Organisations representing people living with HIV and Aids have expressed concern over shortages of tuberculosis (TB) drugs, as well as gaps in knowledge of taking medicines by patients and the importance of diagnostics in order for patients to know their viral loads.
Executive director of the Aids and Arts Foundation Emmanuel Gasa told NewsDay in an interview that failure to get access to TB drugs by patients would result in their health further deteriorating and developing into drug resistant tuberculosis (DR-TB).
Drug resistant (DR-TB) is a strain of TB that shows resistance to first-line TB drugs and it can further develop into multidrug-resistant tuberculosis (MDR-TB), which is a strain of TB that is resistance to two of the most powerful first line TB drugs.
“The Aids and Arts Foundation has already written to the Health and Child Care ministry noting with great concern the shortages of TB-drugs supply in some local authority clinics in Harare and Mashonaland West, as well as central health facilities,” Gasa said.
“Our main worry is that if drug supplies are delayed, then the patients will be severely affected and their strain of TB can further develop into DR-TB.”
Zimbabwe Network of People Living with HIV and Aids (ZNPP+) intellectual property officer Tonderai Chiduku said there was need to urgently address the drug shortages so that patients can be treated early to prevent the spread of the disease and prevent TB developing into DR-TB.
“There is need for flexibilities in intellectual property rights to ensure that there is sustainable access to treatment of HIV, TB and hepatitis because we strongly feel that there are a lot of barriers to access to medicines and diagnostics for those diseases,” he said.
Chiduku said if there was no early treatment, the diseases could be easily spread, adding it was also imperative for patients to be knowledgeable about their ailments, the need for diagnostics, and how best they could be treated, as well as the side effects.

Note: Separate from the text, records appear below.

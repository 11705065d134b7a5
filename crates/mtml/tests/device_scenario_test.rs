//! End-to-end walk over the stub driver's two-device box.

use std::sync::Mutex;

use mtml::{LinkState, MtmlError, P2pCap, P2pStatus, TopologyLevel};

static LOCK: Mutex<()> = Mutex::new(());

fn with_session(body: impl FnOnce()) {
    let _guard = LOCK.lock().unwrap();
    mtml::init().unwrap();
    body();
    mtml::shutdown().unwrap();
}

#[test]
fn enumerates_devices_with_identity() {
    with_session(|| {
        assert_eq!(mtml::device_count().unwrap(), 2);
        let dev0 = mtml::device_by_index(0).unwrap();
        let dev1 = mtml::device_by_index(1).unwrap();
        assert_eq!(dev0.index().unwrap(), 0);
        assert_eq!(dev0.name().unwrap(), "MTT S4000");
        assert_ne!(dev0.uuid().unwrap(), dev1.uuid().unwrap());

        let again = mtml::device_by_uuid(&dev1.uuid().unwrap()).unwrap();
        assert_eq!(again.index().unwrap(), 1);
        assert_eq!(
            mtml::device_by_uuid("MTT-NO-SUCH-DEVICE"),
            Err(MtmlError::NotFound)
        );
        mtml::free_device(dev0).unwrap();
        mtml::free_device(dev1).unwrap();
    });
}

#[test]
fn reads_driver_version_through_the_system_handle() {
    with_session(|| {
        let system = mtml::init_system().unwrap();
        assert_eq!(system.driver_version().unwrap(), mtml::stub::STUB_DRIVER_VERSION);
        mtml::free_system(system).unwrap();
    });
}

#[test]
fn sub_resource_handles_answer_queries() {
    with_session(|| {
        let dev = mtml::device_by_index(0).unwrap();

        let total = dev.with_memory(|mem| mem.total()).unwrap();
        assert_eq!(total, 16 * 1024 * 1024 * 1024);
        let clocks = dev.with_memory(|mem| Ok((mem.clock()?, mem.max_clock()?))).unwrap();
        assert_eq!(clocks, (7_000, 8_000));

        let gpu = dev.init_gpu().unwrap();
        assert_eq!(gpu.utilization().unwrap(), 37);
        assert_eq!(gpu.temperature().unwrap(), 55);
        gpu.free().unwrap();

        let (enc, dec) = dev.with_vpu(|vpu| vpu.codec_capacity()).unwrap();
        assert_eq!((enc, dec), (2, 4));

        mtml::free_device(dev).unwrap();
    });
}

#[test]
fn topology_and_links_describe_the_two_device_box() {
    with_session(|| {
        let dev0 = mtml::device_by_index(0).unwrap();
        let dev1 = mtml::device_by_index(1).unwrap();

        assert_eq!(
            dev0.topology_level_with(dev0).unwrap(),
            TopologyLevel::Internal
        );
        assert_eq!(
            dev0.topology_level_with(dev1).unwrap(),
            TopologyLevel::HostBridge
        );
        let peers = dev0.devices_by_topology_level(TopologyLevel::HostBridge).unwrap();
        assert_eq!(peers.len(), 1);
        assert_eq!(peers[0].index().unwrap(), 1);
        assert!(
            dev0.devices_by_topology_level(TopologyLevel::Node)
                .unwrap()
                .is_empty()
        );

        let spec = dev0.link_spec().unwrap();
        assert_eq!(spec.link_num, 2);
        assert_eq!(dev0.link_state(0).unwrap(), LinkState::Up);
        assert_eq!(dev0.link_state(1).unwrap(), LinkState::Down);
        assert_eq!(
            dev0.link_state(2).unwrap_err(),
            MtmlError::InvalidArgument
        );
        let remote = dev0.link_remote_device(0).unwrap();
        assert_eq!(remote.uuid().unwrap(), dev1.uuid().unwrap());

        assert_eq!(dev0.count_link_layouts(dev1).unwrap(), 2);
        let layouts = dev0.link_layouts(dev1).unwrap();
        assert_eq!(layouts.len(), 2);
        assert_eq!(layouts[0].local_link_id, 0);

        assert_eq!(
            dev0.p2p_status(dev1, P2pCap::Read).unwrap(),
            P2pStatus::Ok
        );

        mtml::free_device(dev0).unwrap();
        mtml::free_device(dev1).unwrap();
    });
}

#[test]
fn missing_entry_points_surface_as_function_not_found() {
    with_session(|| {
        let dev = mtml::device_by_index(0).unwrap();
        // The stub exports no vbios getter, so the symbol is absent even
        // though the image is loaded.
        assert_eq!(dev.vbios_version(), Err(MtmlError::FunctionNotFound));
        // Present but unsupported is a different failure.
        assert_eq!(dev.fan_speed(0), Err(MtmlError::NotSupported));
        mtml::free_device(dev).unwrap();
    });
}

#[test]
fn unknown_codes_pick_up_the_driver_message() {
    with_session(|| {
        // An undeclared code asks the driver; the declared unknown
        // code 999 stays on the static table even with a driver up.
        assert_eq!(mtml::error_string(1001), "stub driver condition");
        assert_eq!(mtml::error_string(999), "Unknown Error");
    });
}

“What people living with HIV and those suffering from TB need are not only medicines − but quality medicines so that they can live longer. We find that what is also happening is that there is an information barrier where some people that are infected with the diseases do not even know how to take the medicines, and where to access the best quality services. Right now people are also not being told the reasons why those drugs are not readily available and the effects if they miss taking drugs,” he said.